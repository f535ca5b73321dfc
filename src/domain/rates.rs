//! Exchange rate lookup used for mark-to-market valuation.

use std::collections::BTreeMap;

use super::arithmetic::{ArithmeticContext, Value};
use super::currency::{Currency, CurrencyPair};
use super::error::AccountError;

/// Rates keyed by `(base, quote)`; a rate is quote units per base unit.
#[derive(Debug, Clone, Default)]
pub struct RateTable {
    rates: BTreeMap<(Currency, Currency), Value>,
}

impl RateTable {
    pub fn new() -> Self {
        Self::default()
    }

    /// Store the rate for `pair`. Rates must be strictly positive.
    pub fn insert(&mut self, pair: &CurrencyPair, rate: Value) -> Result<(), AccountError> {
        if !rate.is_positive() {
            return Err(AccountError::InvalidAmount {
                reason: format!("rate for {pair} must be positive, got {rate}"),
            });
        }
        self.rates
            .insert((pair.base.clone(), pair.quote.clone()), rate);
        Ok(())
    }

    pub fn get(&self, pair: &CurrencyPair) -> Option<&Value> {
        self.rates.get(&(pair.base.clone(), pair.quote.clone()))
    }

    /// Entries in `(base, quote)` order.
    pub fn iter(&self) -> impl Iterator<Item = (&Currency, &Currency, &Value)> {
        self.rates.iter().map(|((base, quote), rate)| (base, quote, rate))
    }

    /// Overwrite this table's entries with those of `other`.
    pub fn merge(&mut self, other: &RateTable) {
        self.rates
            .extend(other.rates.iter().map(|(key, rate)| (key.clone(), *rate)));
    }

    /// Price of one `pair.base` in `pair.quote`, direct or inverted.
    pub fn rate(&self, ctx: &ArithmeticContext, pair: &CurrencyPair) -> Result<Value, AccountError> {
        self.convert(ctx, ctx.from_i64(1)?, &pair.base, &pair.quote)
    }

    pub fn len(&self) -> usize {
        self.rates.len()
    }

    pub fn is_empty(&self) -> bool {
        self.rates.is_empty()
    }

    /// Express `amount` of `from` in `to`. A direct `from/to` quote is
    /// multiplied; an inverse `to/from` quote is divided.
    pub fn convert(
        &self,
        ctx: &ArithmeticContext,
        amount: Value,
        from: &Currency,
        to: &Currency,
    ) -> Result<Value, AccountError> {
        ctx.check(&amount)?;
        if from == to {
            return Ok(amount);
        }
        if let Some(rate) = self.rates.get(&(from.clone(), to.clone())) {
            return Ok(ctx.mul(amount, *rate)?);
        }
        if let Some(rate) = self.rates.get(&(to.clone(), from.clone())) {
            return Ok(ctx.div(amount, *rate)?);
        }
        Err(AccountError::MissingRate {
            from: from.to_string(),
            to: to.to_string(),
        })
    }
}

#[cfg(test)]
mod tests {
    use super::*;
    use crate::domain::arithmetic::{Backend, RoundingMode};

    fn ctx() -> ArithmeticContext {
        ArithmeticContext::configure(Backend::Decimal, 28, 4, RoundingMode::HalfEven).unwrap()
    }

    fn cur(code: &str) -> Currency {
        Currency::new(code).unwrap()
    }

    fn table(ctx: &ArithmeticContext) -> RateTable {
        let mut rates = RateTable::new();
        rates
            .insert(&"EUR/USD".parse().unwrap(), ctx.from_literal("1.25").unwrap())
            .unwrap();
        rates
    }

    #[test]
    fn same_currency_is_identity() {
        let ctx = ctx();
        let amount = ctx.from_literal("42").unwrap();
        let out = table(&ctx)
            .convert(&ctx, amount, &cur("EUR"), &cur("EUR"))
            .unwrap();
        assert_eq!(out, amount);
    }

    #[test]
    fn direct_rate_multiplies() {
        let ctx = ctx();
        let out = table(&ctx)
            .convert(&ctx, ctx.from_literal("100").unwrap(), &cur("EUR"), &cur("USD"))
            .unwrap();
        assert_eq!(out.to_string(), "125.00");
    }

    #[test]
    fn inverse_rate_divides() {
        let ctx = ctx();
        let out = table(&ctx)
            .convert(&ctx, ctx.from_literal("125").unwrap(), &cur("USD"), &cur("EUR"))
            .unwrap();
        assert_eq!(out.to_f64(), 100.0);
    }

    #[test]
    fn missing_rate_is_reported() {
        let ctx = ctx();
        let err = table(&ctx)
            .convert(&ctx, ctx.from_literal("1").unwrap(), &cur("GBP"), &cur("USD"))
            .unwrap_err();
        assert_eq!(
            err,
            AccountError::MissingRate {
                from: "GBP".into(),
                to: "USD".into()
            }
        );
    }

    #[test]
    fn rate_reads_either_direction() {
        let ctx = ctx();
        let rates = table(&ctx);
        let direct = rates.rate(&ctx, &"EUR/USD".parse().unwrap()).unwrap();
        let inverse = rates.rate(&ctx, &"USD/EUR".parse().unwrap()).unwrap();
        assert_eq!(direct.to_f64(), 1.25);
        assert_eq!(inverse.to_f64(), 0.8);
        assert!(rates.rate(&ctx, &"GBP/USD".parse().unwrap()).is_err());
    }

    #[test]
    fn merge_overwrites_and_extends() {
        let ctx = ctx();
        let mut rates = table(&ctx);
        let mut newer = RateTable::new();
        newer
            .insert(&"EUR/USD".parse().unwrap(), ctx.from_literal("1.3").unwrap())
            .unwrap();
        newer
            .insert(&"GBP/USD".parse().unwrap(), ctx.from_literal("1.5").unwrap())
            .unwrap();
        rates.merge(&newer);
        assert_eq!(rates.len(), 2);
        let codes: Vec<String> = rates.iter().map(|(b, q, r)| format!("{b}/{q}={r}")).collect();
        assert_eq!(codes, vec!["EUR/USD=1.3", "GBP/USD=1.5"]);
    }

    #[test]
    fn non_positive_rate_rejected() {
        let ctx = ctx();
        let mut rates = RateTable::new();
        let pair: CurrencyPair = "EUR/USD".parse().unwrap();
        assert!(rates.insert(&pair, ctx.zero()).is_err());
        assert!(rates.insert(&pair, ctx.from_literal("-1").unwrap()).is_err());
        assert!(rates.is_empty());
    }
}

▸ **TASK DIRECTIONS**: Give back every entry, unchanged in any way.

▸ **YOUR RESPONSE**:
repository f535ca5b73321dfc
filename src/domain/rates.rs
//! Exchange rate lookup used for mark-to-market valuation.

use std::collections::BTreeMap;

use super::arithmetic::{ArithmeticContext, Value};
use super::currency::{Currency, CurrencyPair};
use super::error::AccountError;

/// Rates keyed by `(base, quote)`; a rate is quote units per base unit.
#[derive(Debug, Clone, Default)]
pub struct RateTable {
    rates: BTreeMap<(Currency, Currency), Value>,
}

impl RateTable {
    pub fn new() -> Self {
        Self::default()
    }

    /// Store the rate for `pair`. Rates must be strictly positive.
    pub fn insert(&mut self, pair: &CurrencyPair, rate: Value) -> Result<(), AccountError> {
        if !rate.is_positive() {
            return Err(AccountError::InvalidAmount {
                reason: format!("rate for {pair} must be positive, got {rate}"),
            });
        }
        self.rates
            .insert((pair.base.clone(), pair.quote.clone()), rate);
        Ok(())
    }

    pub fn get(&self, pair: &CurrencyPair) -> Option<&Value> {
        self.rates.get(&(pair.base.clone(), pair.quote.clone()))
    }

    /// Entries in `(base, quote)` order.
    pub fn iter(&self) -> impl Iterator<Item = (&Currency, &Currency, &Value)> {
        self.rates.iter().map(|((base, quote), rate)| (base, quote, rate))
    }

    /// Overwrite this table's entries with those of `other`.
    pub fn merge(&mut self, other: &RateTable) {
        self.rates
            .extend(other.rates.iter().map(|(key, rate)| (key.clone(), *rate)));
    }

    /// Price of one `pair.base` in `pair.quote`, direct or inverted.
    pub fn rate(&self, ctx: &ArithmeticContext, pair: &CurrencyPair) -> Result<Value, AccountError> {
        self.convert(ctx, ctx.from_i64(1)?, &pair.base, &pair.quote)
    }

    pub fn len(&self) -> usize {
        self.rates.len()
    }

    pub fn is_empty(&self) -> bool {
        self.rates.is_empty()
    }

    /// Express `amount` of `from` in `to`. A direct `from/to` quote is
    /// multiplied; an inverse `to/from` quote is divided.
    pub fn convert(
        &self,
        ctx: &ArithmeticContext,
        amount: Value,
        from: &Currency,
        to: &Currency,
    ) -> Result<Value, AccountError> {
        ctx.check(&amount)?;
        if from == to {
            return Ok(amount);
        }
        if let Some(rate) = self.rates.get(&(from.clone(), to.clone())) {
            return Ok(ctx.mul(amount, *rate)?);
        }
        if let Some(rate) = self.rates.get(&(to.clone(), from.clone())) {
            return Ok(ctx.div(amount, *rate)?);
        }
        Err(AccountError::MissingRate {
            from: from.to_string(),
            to: to.to_string(),
        })
    }
}

#[cfg(test)]
mod tests {
    use super::*;
    use crate::domain::arithmetic::{Backend, RoundingMode};

    fn ctx() -> ArithmeticContext {
        ArithmeticContext::configure(Backend::Decimal, 28, 4, RoundingMode::HalfEven).unwrap()
    }

    fn cur(code: &str) -> Currency {
        Currency::new(code).unwrap()
    }

    fn table(ctx: &ArithmeticContext) -> RateTable {
        let mut rates = RateTable::new();
        rates
            .insert(&"EUR/USD".parse().unwrap(), ctx.from_literal("1.25").unwrap())
            .unwrap();
        rates
    }

    #[test]
    fn same_currency_is_identity() {
        let ctx = ctx();
        let amount = ctx.from_literal("42").unwrap();
        let out = table(&ctx)
            .convert(&ctx, amount, &cur("EUR"), &cur("EUR"))
            .unwrap();
        assert_eq!(out, amount);
    }

    #[test]
    fn direct_rate_multiplies() {
        let ctx = ctx();
        let out = table(&ctx)
            .convert(&ctx, ctx.from_literal("100").unwrap(), &cur("EUR"), &cur("USD"))
            .unwrap();
        assert_eq!(out.to_string(), "125.00");
    }

    #[test]
    fn inverse_rate_divides() {
        let ctx = ctx();
        let out = table(&ctx)
            .convert(&ctx, ctx.from_literal("125").unwrap(), &cur("USD"), &cur("EUR"))
            .unwrap();
        assert_eq!(out.to_f64(), 100.0);
    }

    #[test]
    fn missing_rate_is_reported() {
        let ctx = ctx();
        let err = table(&ctx)
            .convert(&ctx, ctx.from_literal("1").unwrap(), &cur("GBP"), &cur("USD"))
            .unwrap_err();
        assert_eq!(
            err,
            AccountError::MissingRate {
                from: "GBP".into(),
                to: "USD".into()
            }
        );
    }

    #[test]
    fn rate_reads_either_direction() {
        let ctx = ctx();
        let rates = table(&ctx);
        let direct = rates.rate(&ctx, &"EUR/USD".parse().unwrap()).unwrap();
        let inverse = rates.rate(&ctx, &"USD/EUR".parse().unwrap()).unwrap();
        assert_eq!(direct.to_f64(), 1.25);
        assert_eq!(inverse.to_f64(), 0.8);
        assert!(rates.rate(&ctx, &"GBP/USD".parse().unwrap()).is_err());
    }

    #[test]
    fn merge_overwrites_and_extends() {
        let ctx = ctx();
        let mut rates = table(&ctx);
        let mut newer = RateTable::new();
        newer
            .insert(&"EUR/USD".parse().unwrap(), ctx.from_literal("1.3").unwrap())
            .unwrap();
        newer
            .insert(&"GBP/USD".parse().unwrap(), ctx.from_literal("1.5").unwrap())
            .unwrap();
        rates.merge(&newer);
        assert_eq!(rates.len(), 2);
        let codes: Vec<String> = rates.iter().map(|(b, q, r)| format!("{b}/{q}={r}")).collect();
        assert_eq!(codes, vec!["EUR/USD=1.3", "GBP/USD=1.5"]);
    }

    #[test]
    fn non_positive_rate_rejected() {
        let ctx = ctx();
        let mut rates = RateTable::new();
        let pair: CurrencyPair = "EUR/USD".parse().unwrap();
        assert!(rates.insert(&pair, ctx.zero()).is_err());
        assert!(rates.insert(&pair, ctx.from_literal("-1").unwrap()).is_err());
        assert!(rates.is_empty());
    }
}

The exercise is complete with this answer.